Следуя утомительным путём в переполненном метро, мы утрачиваем чувство реальности: время метро — это ирреальное время, вычеркнутое из исторической последовательности времён, время, требующее, чтобы его убили; пространство метро — это ирреальное пространство, где движение определяется контрастом света и тьмы. Мы не видим тех мест, которые минуем, погружаясь во мрак извилисто-долгих утробных путей, в бездну ничто, чтобы восставать из неё к светлым проблескам станций. Оттого давит бесчеловечность неиссякающей тьмы, когда взгляд упирается в железные засовы закрытых линий. Но вот в конце тоннеля внезапной вспышкой разражается свет, и из безразличной темноты томительного небытия мы вырываемся на простор светозарной станции. Ещё рывок — к солнцу, сияющему над новым миром. Поток солнца и свежий воздух — опьяняющее счастье стремления к свету и свободе

Подземный змей изрыгает перемолотые человеческие массы для новой жизни. Путники вновь рождаются под небом нового мира, никакими реальными путями не связанного с тем миром, который они покинули, вверив свою судьбу бездне. Современный город складывается из мозаики отдельных миров, тяготеющих к станциям метрополитена: глубинная сеть проецируется на поверхность, подчиняя себе человеческий мир. Этот город уже почти невозможно пройти пешком, поправ его стопой победителя, он словно утрачивает собственную реальность, возложив обеспечение своей целостности на виртуальные тоннели метро, безразличные к законам земного пространства и земного времени.

Кинематограф, пытающийся показать невидимое, избирает метро зоной ужаса и зоной чуда.
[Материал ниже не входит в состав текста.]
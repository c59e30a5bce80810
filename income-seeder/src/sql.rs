use std::io::{self, Write};

use log::debug;

use crate::record::IncomeRecord;
use crate::reference::{CHART_OF_ACCOUNTS, PROGRAMS};

const RULE: &str = "-- ========================================";
pub const SEQUENCE_NAME: &str = "hibernate_sequence";

/// Renders the sections of a seed file, in file order, onto any writer.
///
/// Every `INSERT` ends with `ON CONFLICT (<key>) DO NOTHING` so re-importing
/// a file is harmless for rows that already exist.
pub struct SeedSqlWriter<W: Write> {
    writer: W,
}

impl<W: Write> SeedSqlWriter<W> {
    #[must_use]
    pub fn new(writer: W) -> Self {
        SeedSqlWriter { writer }
    }

    /// # Errors
    /// Errors when the underlying writer fails
    pub fn write_header(&mut self, count: u32) -> io::Result<()> {
        writeln!(self.writer, "{}", RULE)?;
        writeln!(self.writer, "-- Seed Income Records for /call/income/list")?;
        writeln!(self.writer, "-- Generated: {} records", count)?;
        writeln!(self.writer, "{}\n", RULE)
    }

    /// Writes the chart-of-account and program rows the income records point at.
    ///
    /// # Errors
    /// Errors when the underlying writer fails
    pub fn write_reference_data(&mut self) -> io::Result<()> {
        writeln!(self.writer, "-- Ensure Chart of Account records exist")?;
        self.write_insert(
            "chartofaccount_comp (id)",
            CHART_OF_ACCOUNTS.iter().map(|coa| format!("({})", coa.id)),
            "id",
        )?;
        self.write_insert(
            "chartofaccount_impl (id, code, name, description, isvisible)",
            CHART_OF_ACCOUNTS.iter().map(|coa| {
                format!(
                    "({}, {}, {}, {}, {})",
                    coa.id,
                    coa.code,
                    quote(coa.name),
                    quote(coa.description),
                    quote(if coa.visible { "true" } else { "false" }),
                )
            }),
            "id",
        )?;

        writeln!(
            self.writer,
            "-- Ensure Program records exist (for foreign key references)"
        )?;
        self.write_insert(
            "program_comp (idprogram, name, description, executiondate, logourl, partner, target)",
            PROGRAMS.iter().map(|program| {
                format!(
                    "({}, {}, {}, {}, {}, {}, {})",
                    program.id,
                    quote(program.name),
                    quote(program.description),
                    quote(program.execution_date),
                    quote(program.logo_url),
                    quote(program.partner),
                    quote(program.target),
                )
            }),
            "idprogram",
        )?;
        self.write_insert(
            "program_activity (idprogram)",
            PROGRAMS.iter().map(|program| format!("({})", program.id)),
            "idprogram",
        )?;
        debug!(
            "Wrote {} chart of account and {} program rows",
            CHART_OF_ACCOUNTS.len(),
            PROGRAMS.len()
        );
        Ok(())
    }

    /// Writes the three per-record blocks, each with one tuple per record.
    /// `records` must not be empty, an `INSERT` without tuples is not valid SQL.
    ///
    /// # Errors
    /// Errors when the underlying writer fails
    pub fn write_records(&mut self, records: &[IncomeRecord]) -> io::Result<()> {
        writeln!(self.writer, "-- Insert Financial Report Component records")?;
        self.write_insert(
            "financialreport_comp (id, amount, datestamp, description, coa_id, program_idprogram)",
            records.iter().map(|record| {
                format!(
                    "({}, {}, '{}', {}, {}, {})",
                    record.id,
                    record.amount,
                    record.date.format("%Y-%m-%d"),
                    quote(record.description),
                    record.coa_id,
                    record
                        .program_id
                        .map_or_else(|| "NULL".to_string(), |id| id.to_string()),
                )
            }),
            "id",
        )?;

        writeln!(self.writer, "-- Insert Financial Report Implementation records")?;
        self.write_insert(
            "financialreport_impl (id)",
            records.iter().map(|record| format!("({})", record.id)),
            "id",
        )?;

        writeln!(
            self.writer,
            "-- Insert Income-specific records with payment method"
        )?;
        self.write_insert(
            "financialreport_income (id, paymentmethod)",
            records
                .iter()
                .map(|record| format!("({}, {})", record.id, quote(record.payment_method))),
            "id",
        )?;
        debug!("Wrote {} income records", records.len());
        Ok(())
    }

    /// # Errors
    /// Errors when the underlying writer fails
    pub fn write_sequence_update(&mut self, value: u64) -> io::Result<()> {
        writeln!(
            self.writer,
            "-- Update {} to avoid ID conflicts",
            SEQUENCE_NAME
        )?;
        writeln!(
            self.writer,
            "SELECT setval('{}', {}, true);\n",
            SEQUENCE_NAME, value
        )
    }

    /// Writes the verification join (commented out) and a live row count.
    ///
    /// # Errors
    /// Errors when the underlying writer fails
    pub fn write_verification(&mut self) -> io::Result<()> {
        writeln!(self.writer, "{}", RULE)?;
        writeln!(self.writer, "-- Verification Query")?;
        writeln!(self.writer, "{}", RULE)?;
        writeln!(self.writer, "-- Run this to verify the data:")?;
        writeln!(self.writer, "/*")?;
        self.writer.write_all(VERIFICATION_QUERY.as_bytes())?;
        writeln!(self.writer, "*/")?;
        writeln!(self.writer)?;
        writeln!(self.writer, "SELECT COUNT(*) FROM financialreport_comp;")
    }

    /// # Errors
    /// Errors when the underlying writer fails
    pub fn flush(&mut self) -> io::Result<()> {
        self.writer.flush()
    }

    #[must_use]
    pub fn into_inner(self) -> W {
        self.writer
    }

    fn write_insert(
        &mut self,
        target: &str,
        tuples: impl IntoIterator<Item = String>,
        conflict_key: &str,
    ) -> io::Result<()> {
        writeln!(self.writer, "INSERT INTO {} VALUES", target)?;
        for (i, tuple) in tuples.into_iter().enumerate() {
            if i > 0 {
                self.writer.write_all(b",\n")?;
            }
            self.writer.write_all(tuple.as_bytes())?;
        }
        writeln!(self.writer, "\nON CONFLICT ({}) DO NOTHING;\n", conflict_key)
    }
}

const VERIFICATION_QUERY: &str = "SELECT
  fr.id,
  fr.amount,
  fr.datestamp,
  fr.description,
  fi.paymentmethod,
  coa.name as account_name,
  p.name as program_name
FROM financialreport_comp fr
JOIN financialreport_income fi ON fr.id = fi.id
JOIN chartofaccount_impl coa ON fr.coa_id = coa.id
LEFT JOIN program_comp p ON fr.program_idprogram = p.idprogram
ORDER BY fr.datestamp DESC
LIMIT 20;
";

/// Single-quoted SQL text literal.
#[must_use]
pub fn quote(text: &str) -> String {
    format!("'{}'", text.replace('\'', "''"))
}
Здесь рождается герой: борец, неустрашимо истребляющий чудовищ нью-йоркской подземки, или проповедник, взывающий к рекламе в подземных переходах Монреаля. Пока монреальский Христос актёрствует, события разворачиваются на возвышенности, имитирующей окрестности Иерусалима, но когда миф перестаёт быть игрой и его экзистенциальное содержание претворяется в судьбу героя, действие переносится в метро. Нагорная проповедь XX звучит в вестибюле подземки. Метро оказывается в высшей степени сакральным пространством, погружение в его недра переживается как перерождающая встреча с Абсолютом. И хочется, чтобы она была событием уникальным и глубоко личным: хочется пройти этот путь вне толпы себе подобных, хочется остаться один на один с опустевшим чревом города в надежде на то, что произойдёт чудо и подземный монстр выделит меня из толпы, освободив от неё, и в интимнейшем акте признания я обрету себя.… И ноль часов часы пробьют, / И новый виток начнёт Земля, / И фотоэлемент меня узнает и пропустит без пятаков… И громкая песня в пустынном метро звучит гимном новому человеку.